Méthodes : La cohorte étudiée était un groupe de patients diabétiques fragiles provenant de diverses régions du Royaume-Uni, initialement identifiés entre 1979 et 1985. Les patients ont été retracés, dans la mesure du possible, par l’intermédiaire de leurs cliniques pour diabétiques et/ou de leurs médecins généralistes. Les données sur la survie ou non ont été obtenues à partir des notes de cas des hôpitaux et des informations fournies par les membres de l’équipe de soins du diabète. Pour les survivants, les informations cliniques et démographiques obtenues comprenaient l’état des complications et le fait de savoir s’ils présentaient encore des caractéristiques fragiles. Ils ont également été comparés à un groupe cas-témoin apparié de patients de type 1 sans antécédents de comportement cassant.
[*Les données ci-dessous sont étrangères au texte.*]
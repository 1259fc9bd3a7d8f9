//! In-process installer handle

use async_trait::async_trait;

use crate::error::Result;
use crate::info::UpdateInfo;
use crate::trigger::InstallOutcome;

/// An install that the host process drives to completion itself
///
/// Obtained from `create_installer` on backends declaring `PERFORM_INSTALL`.
/// Concrete install mechanics are backend territory; this is only the handle
/// the host holds while the install runs.
#[async_trait]
pub trait UpdateInstaller: Send + Sync {
    /// Updates this install will cover
    fn components(&self) -> Vec<UpdateInfo>;

    /// Run the install to completion
    async fn install(&mut self) -> Result<InstallOutcome>;

    /// Abort a running install where the mechanism allows it
    async fn cancel(&mut self) {}
}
Résultats : La cohorte initiale comprenait 33 patients – toutes des femmes et une moyenne ± SD, âgés de 18 ± 5 ans et une durée de diabète de 8 ± 4 ans. Treize d’entre eux n’ont pu être retrouvés et 10 des 20 restants (50 %) sont décédés au cours des 22 années moyennes de suivi. Les décès sont survenus de manière régulière tout au long de la période, et les causes étaient l’insuffisance rénale chronique (3), l’acidocétose diabétique (3), l’hypoglycémie (2), l’hémorragie sous-arachnoïdienne (1) et l’incertitude (1). L’âge au moment du décès allait de 27 à 45 ans. Sur les 10 survivants, aucun n’est resté fragile, mais ils ont eu une charge importante de complications. Par rapport au groupe témoin non fragile, il y avait un excès significatif de néphropathie et de neuropathie autonome.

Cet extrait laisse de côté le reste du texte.